The Hong Kong Federation of Students, a leading protest group, backed off earlier plans to send a delegation to the Chinese capital to seek a direct dialogue with top Communist Party leaders during the Asia-Pacific Economic Cooperation summit taking place in coming days. Such a move while more than a dozen world leaders -- including President Obama -- are in Beijing could have been regarded as highly provocative.
The student group has instead reached out to former Hong Kong leader Tung Chee-Hwa, asking him to arrange a meeting between students and a senior Chinese official either in Hong Kong or Beijing to discuss the framework for the semi-autonomous territorys 2017 election.

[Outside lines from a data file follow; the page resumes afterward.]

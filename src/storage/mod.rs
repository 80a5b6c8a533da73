//! Entity storage.
//!
//! `traits` defines the backend contract; `memory` is the process-local
//! implementation used by the server.

mod memory;
mod traits;

pub use memory::InMemoryEntityStore;
pub use traits::{EntityStore, StorageError};
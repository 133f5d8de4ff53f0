// Copyright (C) 2025 SyncMyOrders Sp. z o.o.
// SPDX-License-Identifier: AGPL-3.0-or-later
//! Webhook payloads and delivery.
//!
//! The platform acts as a dumb pipe: agent event JSON is forwarded to the
//! consumer verbatim inside the envelope defined here, and only the
//! envelope fields are the platform's own.

use chrono::{DateTime, Utc};
use serde::{Deserialize, Serialize};
use serde_json::Value;

pub mod convert;
pub mod delivery;

pub use delivery::{DeliveryConfig, DeliveryEngine, WebhookError};

/// The webhook event categories.
#[derive(Debug, Clone, Copy, PartialEq, Eq, Serialize, Deserialize)]
pub enum EventType {
    /// An agent event, passed through as raw JSON.
    #[serde(rename = "agent.event")]
    Event,
    /// An error, from the agent or synthesized by the platform.
    #[serde(rename = "agent.error")]
    Error,
    /// Stream completion.
    #[serde(rename = "agent.complete")]
    Complete,
}

impl EventType {
    /// String form as it appears on the wire.
    pub fn as_str(self) -> &'static str {
        match self {
            EventType::Event => "agent.event",
            EventType::Error => "agent.error",
            EventType::Complete => "agent.complete",
        }
    }
}

/// Webhook destination configuration supplied by the consumer.
#[derive(Debug, Clone, Default)]
pub struct WebhookConfig {
    /// Destination URL.
    pub url: String,
    /// Optional HMAC signing secret; empty disables signing.
    pub secret: String,
}

/// A webhook payload sent to consumers.
///
/// The `event` field carries the raw agent event. The platform does not
/// parse it; consumers should use the agent SDK types to do so.
#[derive(Debug, Clone, Serialize, Deserialize)]
pub struct Payload {
    /// Event category.
    pub event_type: EventType,
    /// Target agent.
    pub agent_id: String,
    /// The request this event belongs to.
    pub request_id: String,
    /// Agent-side session identifier; empty when not yet known.
    #[serde(default)]
    pub session_id: String,
    /// Event ordinal within the request.
    pub seq: u64,
    /// Event time (UTC, ISO-8601 on the wire).
    pub timestamp: DateTime<Utc>,
    /// Marks the terminal event of a request; omitted when false.
    #[serde(default, skip_serializing_if = "is_false")]
    pub is_final: bool,
    /// Current agent state: "idle", "processing", "error" or "unknown".
    pub agent_state: String,
    /// For agent.event - the upstream event type (e.g. "message.updated").
    /// Provided so consumers can filter without parsing `event`.
    #[serde(default, skip_serializing_if = "Option::is_none")]
    pub opencode_event_type: Option<String>,
    /// For agent.event - the raw upstream event (pass-through).
    #[serde(default, skip_serializing_if = "Option::is_none")]
    pub event: Option<Value>,
    /// For agent.error.
    #[serde(default, skip_serializing_if = "Option::is_none")]
    pub error: Option<ErrorInfo>,
    /// For agent.complete.
    #[serde(default, skip_serializing_if = "Option::is_none")]
    pub success: Option<bool>,
}

/// Error details carried by agent.error payloads.
#[derive(Debug, Clone, Serialize, Deserialize)]
pub struct ErrorInfo {
    /// Stable machine-readable error code.
    pub code: String,
    /// Human-readable description.
    pub message: String,
    /// Whether the consumer can expect further events for this request.
    pub recoverable: bool,
}

fn is_false(value: &bool) -> bool {
    !*value
}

Alex Chow, secretary-general of the federation, said a one-time dialogue can hardly solve the problem, and that the pro-democracy Occupy Central movement might persist until June 2015. Thats when Hong Kongs Legislative Council is expected to vote on the Hong Kong government's proposal for how the 2017 chief executive election should work. The proposal, which will be put forth by chief executive Leung Chun-Ying, is likely to echo an August decision that drove thousands of protesters to the streets.
Everyone agreed we wont retreat for no reason before the legislature takes a vote on the political reform bill, said Chow. Twenty-six of the city's 27 lawmakers from the so-called pan-democrats group have said they will veto any proposal for the 2017 chief executive election that does not meet international standards for universal suffrage.
In order for a reform proposal to be passed in the legislature, it has to have the support of two-thirds of the city's 70 lawmakers.
Protesters in Hong Kong, a former British territory that returned to Chinese rule in 1997 under a framework known as one country, two systems, took to the streets in late September after the Standing Committee of Chinas National People's Congress laid down a tougher-than-expected framework for Hong Kongs 2017 election for chief executive. The panel essentially decreed that only two or three candidates would be allowed and all must pass muster with a screening committee.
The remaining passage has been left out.